US data center provider Switch and the Tahoe Reno Industrial Center are building a 16-mile pipeline that will deliver recycled water to the TRI Center industrial park, helping preserve an endangered fish.
The Regional Water Improvement Pipeline Project will deliver some five billion liters of recycled water from the Truckee Meadows Water Reclamation Facility (TMWRF) in Sparks City to the TRI Center. The Center is the world's largest industrial park, and home to Switch, Google, and the Tesla Gigafactory.
Public private partnership
The pipeline is paid for by a public-private partnership, involving every municipality and agency in Northern Nevada, including the State of Nevada, City of Reno, City of Sparks, Washoe County, Storey County, and Truckee Meadows Water Authority. It is also supported by private sector partners including the Master Developer of TRI Center, Switch, and other leading technology companies, who weren't named in the announcement. Farr West Engineering is the construction manager for the project.
"This is a true win-win project that will create hundreds of good jobs in the community, while at the same time providing important environmental sustainability outcomes that benefit the residents and businesses along the Truckee River system," said Governor of Nevada Steve Sisolak. "I commend each of the government entities that have made this model of regional coordination and cooperation a reality."

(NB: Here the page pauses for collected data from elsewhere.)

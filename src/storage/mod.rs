//! Storage Engine Module
//!
//! This module provides the key-value store shared by every connection,
//! plus the opt-in background expiry sweeper.
//!
//! ## Architecture
//!
//! ```text
//! ┌─────────────────────────────────────────────┐
//! │               StorageEngine                 │
//! │      Mutex<HashMap<Bytes, Entry>>           │
//! └─────────────────────────────────────────────┘
//!                      ▲
//!                      │ (only with --active-expiry)
//!        ┌─────────────┴─────────────┐
//!        │     ExpirySweeper         │
//!        │  (Background Tokio Task)  │
//!        └───────────────────────────┘
//! ```
//!
//! ## Example
//!
//! ```
//! use blitzdb::storage::{SetCondition, SetOutcome, StorageEngine};
//! use bytes::Bytes;
//!
//! let engine = StorageEngine::new();
//! engine.set(Bytes::from("name"), Bytes::from("Ariz"));
//!
//! // NX: only write when the key is absent
//! let outcome = engine.set_with(
//!     Bytes::from("name"),
//!     Bytes::from("Other"),
//!     SetCondition::IfAbsent,
//!     None,
//! );
//! assert_eq!(outcome, SetOutcome::Skipped);
//! assert_eq!(engine.get(b"name"), Some(Bytes::from("Ariz")));
//! ```

pub mod engine;
pub mod expiry;

// Re-export commonly used types
pub use engine::{Entry, SetCondition, SetOutcome, StorageEngine, StorageStats};
pub use expiry::{ExpiryConfig, ExpirySweeper};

The project will take nitrate-rich treated effluent water for mechanical use at TRI Center, instead of releasing it into the Truckee River. This will improve water quality at Pyramid Lake and protect the Cui-ui, an endangered suckerfish that lives there. Clean water will be provided to maintain the flow of the Truckee River.
The project also enables the state to defer a $25 million expansion of the TMWRF wastewater treatment facility and create "hundreds of good-paying jobs in the local community", according to the announcement.
Switch President Thomas Morton said: "This innovative solution helps not only Switch, but our 1,300 plus global customers operate mission-critical technology infrastructure in the most sustainable way using 100 percent recycled water to protect the area's precious natural resources."
Ed Lawson, Mayor of Sparks, Nevada, added: "With water becoming an ever-more precious resource, we have been very mindful to protect the residents of Sparks and all of the neighboring communities throughout the Truckee River region from increased costs. This project masterfully uses new technologies in repurposing wastewater and in so doing, off-sets $25 million in ratepayer investments in otherwise needed improvements. We are proud to have played a role in bringing this project to life."
Jay Carmona, Chair of the Nevada Storey County Commission, said: "Few projects deliver such widespread benefits as does the Regional Water Improvement Project. From protecting the quality of the Truckee to protecting the endangered Cui-ui fish and ensuring that future generations can enjoy Pyramid Lake, this project provides benefits across Storey County and beyond."